■ EXERCISE GOAL
In your reply, reproduce the lines from the first one below to the line containing "Within it the", inclusive, exactly as they stand.

■ STORED DATA
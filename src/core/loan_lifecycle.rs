//! Loan lifecycle controller
//!
//! Drives a loan application through its states and performs the one step
//! that moves money: disbursement.
//!
//! ```text
//! apply ──▶ PENDING ──approve──▶ APPROVED ──disburse──▶ DISBURSED
//!              │  └────reject──▶ REJECTED
//!              └──────cancel───▶ CANCELLED
//! ```
//!
//! Disbursement runs inside an exclusive ledger scope. Within it the
//! controller re-checks the one-active-account rule and bank solvency, opens
//! the LOAN account and posts the disbursement. If any step fails, nothing of
//! it remains and the application stays APPROVED.
//!
//! The controller does not authorize; the transaction service checks the
//! principal before calling in.

use super::balance_mutator::BalanceMutator;
use super::ledger_store::LedgerStore;
use super::limit_policy;
use super::numbering::Numbering;
use super::solvency::SolvencyCalculator;
use super::traits::Clock;
use crate::types::{
    Account, AccountId, AccountType, Currency, CustomerId, LedgerError, LoanApplication,
    LoanApplicationId, LoanState, LoanStatus, LoanTerms, Page, Transaction, TransactionMetadata,
    TransactionType,
};
use rust_decimal::Decimal;
use std::sync::Arc;

/// Underwriting decision on a PENDING application
#[derive(Debug, Clone, PartialEq)]
pub enum ReviewDecision {
    Approve(LoanApproval),
    Reject { reason: String },
}

/// Terms chosen at approval
///
/// Amount and term default to what the customer asked for.
#[derive(Debug, Clone, PartialEq)]
pub struct LoanApproval {
    pub approved_amount: Option<Decimal>,
    pub interest_rate: Decimal,
    pub term_months: Option<u32>,
}

/// Result of a successful disbursement
#[derive(Debug, Clone, PartialEq)]
pub struct Disbursement {
    pub application: LoanApplication,
    pub account: Account,
    pub transaction: Transaction,
}

pub struct LoanLifecycleController {
    store: Arc<LedgerStore>,
    mutator: Arc<BalanceMutator>,
    solvency: Arc<SolvencyCalculator>,
    clock: Arc<dyn Clock>,
    numbering: Numbering,
}

impl LoanLifecycleController {
    pub fn new(
        store: Arc<LedgerStore>,
        mutator: Arc<BalanceMutator>,
        solvency: Arc<SolvencyCalculator>,
        clock: Arc<dyn Clock>,
        numbering: Numbering,
    ) -> Self {
        Self {
            store,
            mutator,
            solvency,
            clock,
            numbering,
        }
    }

    /// Submit a new application
    ///
    /// # Errors
    ///
    /// - `InvalidAmount` for a non-positive or over-precise amount
    /// - `InvalidLoanTerms` for a zero term
    /// - `DuplicateActiveAccount` if the customer already holds an ACTIVE account
    /// - `DuplicatePendingApplication` if one is already awaiting review
    pub fn apply(
        &self,
        customer: CustomerId,
        requested_amount: Decimal,
        term_months: u32,
    ) -> Result<LoanApplication, LedgerError> {
        limit_policy::check_amount(requested_amount)?;
        if term_months == 0 {
            return Err(LedgerError::invalid_loan_terms("term must be at least one month"));
        }

        self.store.with_customer(customer, |row| {
            if let Some(active) = self.store.active_account_in(row)? {
                return Err(LedgerError::duplicate_active_account(
                    customer,
                    active.account_type,
                ));
            }
            for id in &row.applications {
                if self.store.application(*id)?.status() == LoanStatus::Pending {
                    return Err(LedgerError::DuplicatePendingApplication { customer });
                }
            }

            let now = self.clock.now();
            let id = LoanApplicationId::new();
            let number = self.numbering.application_number(&self.store, id, now)?;
            let mut application =
                LoanApplication::new(customer, number, requested_amount, term_months, now);
            application.id = id;
            self.store.insert_application(row, application.clone());

            tracing::info!(
                application = %application.id,
                number = %application.number,
                customer,
                amount = %requested_amount,
                term_months,
                "Loan application submitted"
            );

            Ok(application)
        })
    }

    pub fn review(
        &self,
        id: LoanApplicationId,
        decision: ReviewDecision,
    ) -> Result<LoanApplication, LedgerError> {
        match decision {
            ReviewDecision::Approve(approval) => self.approve(id, approval),
            ReviewDecision::Reject { reason } => self.reject(id, reason),
        }
    }

    /// PENDING → APPROVED
    ///
    /// Fixes the terms and checks that the bank could fund the loan today.
    /// The check is advisory: disbursement checks again. On failure the
    /// application stays PENDING.
    pub fn approve(
        &self,
        id: LoanApplicationId,
        approval: LoanApproval,
    ) -> Result<LoanApplication, LedgerError> {
        let scope = self.store.exclusive()?;

        self.store.with_application(id, |app| {
            let LoanState::Pending(pending) = &app.state else {
                return Err(LedgerError::loan_state_conflict(
                    app.id,
                    app.status(),
                    "approved",
                ));
            };

            let terms = LoanTerms {
                approved_amount: approval.approved_amount.unwrap_or(app.requested_amount),
                interest_rate: approval.interest_rate,
                term_months: approval.term_months.unwrap_or(app.requested_term_months),
            };
            validate_terms(&terms)?;

            let available = self.solvency.usable_funds_in(&scope)?;
            if available < terms.approved_amount {
                return Err(LedgerError::insufficient_bank_funds(
                    available,
                    terms.approved_amount,
                ));
            }

            let approved = pending.approve(terms, self.clock.now());
            tracing::info!(
                application = %app.id,
                amount = %approved.terms.approved_amount,
                rate = %approved.terms.interest_rate,
                term_months = approved.terms.term_months,
                "Loan application approved"
            );
            app.state = LoanState::Approved(approved);
            Ok(app.clone())
        })
    }

    /// PENDING → REJECTED
    pub fn reject(
        &self,
        id: LoanApplicationId,
        reason: String,
    ) -> Result<LoanApplication, LedgerError> {
        self.store.with_application(id, |app| {
            let LoanState::Pending(pending) = &app.state else {
                return Err(LedgerError::loan_state_conflict(
                    app.id,
                    app.status(),
                    "rejected",
                ));
            };

            let rejected = pending.reject(reason, self.clock.now());
            tracing::info!(application = %app.id, reason = %rejected.reason, "Loan application rejected");
            app.state = LoanState::Rejected(rejected);
            Ok(app.clone())
        })
    }

    /// PENDING → CANCELLED
    pub fn cancel(&self, id: LoanApplicationId) -> Result<LoanApplication, LedgerError> {
        self.store.with_application(id, |app| {
            let LoanState::Pending(pending) = &app.state else {
                return Err(LedgerError::loan_state_conflict(
                    app.id,
                    app.status(),
                    "cancelled",
                ));
            };

            app.state = LoanState::Cancelled(pending.cancel(self.clock.now()));
            tracing::info!(application = %app.id, "Loan application cancelled");
            Ok(app.clone())
        })
    }

    /// APPROVED → DISBURSED
    ///
    /// Holds the ledger gate exclusive, then the customer, application and
    /// account locks in that order.
    ///
    /// # Errors
    ///
    /// - `LoanStateConflict` unless the application is APPROVED
    /// - `DuplicateActiveAccount` if the customer opened an account since approval
    /// - `InsufficientBankFunds` if reserves no longer cover the amount
    /// - `Contention`, `ReferenceCollision` (retryable)
    pub fn disburse(&self, id: LoanApplicationId) -> Result<Disbursement, LedgerError> {
        let scope = self.store.exclusive()?;
        let customer = self.store.application(id)?.customer;

        self.store.with_customer(customer, |customer_row| {
            self.store.with_application(id, |app| {
                let LoanState::Approved(approved) = &app.state else {
                    return Err(LedgerError::loan_state_conflict(
                        app.id,
                        app.status(),
                        "disbursed",
                    ));
                };
                let amount = approved.terms.approved_amount;

                if let Some(active) = self.store.active_account_in(customer_row)? {
                    return Err(LedgerError::duplicate_active_account(
                        customer,
                        active.account_type,
                    ));
                }

                let available = self.solvency.usable_funds_in(&scope)?;
                if available < amount {
                    tracing::warn!(
                        application = %app.id,
                        %available,
                        requested = %amount,
                        "Disbursement blocked by bank reserves"
                    );
                    return Err(LedgerError::insufficient_bank_funds(available, amount));
                }

                let currency: Currency = self.solvency.bank().currency.clone();
                let account = self.mutator.open_in(
                    &scope,
                    customer_row,
                    customer,
                    AccountType::Loan,
                    currency,
                )?;

                let metadata = TransactionMetadata::described(format!(
                    "Loan disbursement for application {}",
                    app.number
                ));
                let posting = match self.mutator.apply_in(
                    &scope,
                    account.id,
                    -amount,
                    TransactionType::LoanDisbursement,
                    metadata,
                ) {
                    Ok(posting) => posting,
                    Err(e) => {
                        self.mutator.discard_in(&scope, customer_row, account.id);
                        return Err(e);
                    }
                };

                let disbursed = approved.disburse(account.id, self.clock.now());
                app.state = LoanState::Disbursed(disbursed);

                tracing::info!(
                    application = %app.id,
                    account = %account.id,
                    customer,
                    %amount,
                    "Loan disbursed"
                );

                Ok(Disbursement {
                    application: app.clone(),
                    account: posting.account,
                    transaction: posting.transaction,
                })
            })
        })
    }

    /// Post a payment against a LOAN account
    ///
    /// A payment that brings the balance to zero closes the account.
    pub fn pay(
        &self,
        loan_account: AccountId,
        amount: Decimal,
        metadata: TransactionMetadata,
    ) -> Result<Transaction, LedgerError> {
        self.mutator
            .apply(loan_account, amount, TransactionType::LoanPayment, metadata)
    }

    pub fn application(&self, id: LoanApplicationId) -> Result<LoanApplication, LedgerError> {
        self.store.application(id)
    }

    pub fn customer_applications(
        &self,
        customer: CustomerId,
    ) -> Result<Vec<LoanApplication>, LedgerError> {
        self.store.customer_applications(customer)
    }

    /// All applications, optionally filtered by status, newest first
    pub fn list(
        &self,
        status: Option<LoanStatus>,
        limit: usize,
        offset: usize,
    ) -> Result<Page<LoanApplication>, LedgerError> {
        let mut matching: Vec<LoanApplication> = self
            .store
            .applications()?
            .into_iter()
            .filter(|app| status.map_or(true, |s| app.status() == s))
            .collect();
        matching.reverse();

        let total = matching.len();
        let items = matching.into_iter().skip(offset).take(limit).collect();
        Ok(Page { items, total })
    }
}

fn validate_terms(terms: &LoanTerms) -> Result<(), LedgerError> {
    limit_policy::check_amount(terms.approved_amount)?;
    if terms.interest_rate < Decimal::ZERO || terms.interest_rate > Decimal::ONE {
        return Err(LedgerError::invalid_loan_terms(
            "interest rate must be between 0 and 1",
        ));
    }
    if terms.term_months == 0 {
        return Err(LedgerError::invalid_loan_terms("term must be at least one month"));
    }
    Ok(())
}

■ ANSWER TO THIS TASK
filename src/core/loan_lifecycle.rs
//! Loan lifecycle controller
//!
//! Drives a loan application through its states and performs the one step
//! that moves money: disbursement.
//!
//! ```text
//! apply ──▶ PENDING ──approve──▶ APPROVED ──disburse──▶ DISBURSED
//!              │  └────reject──▶ REJECTED
//!              └──────cancel───▶ CANCELLED
//! ```
//!
//! Disbursement runs inside an exclusive ledger scope. Within it the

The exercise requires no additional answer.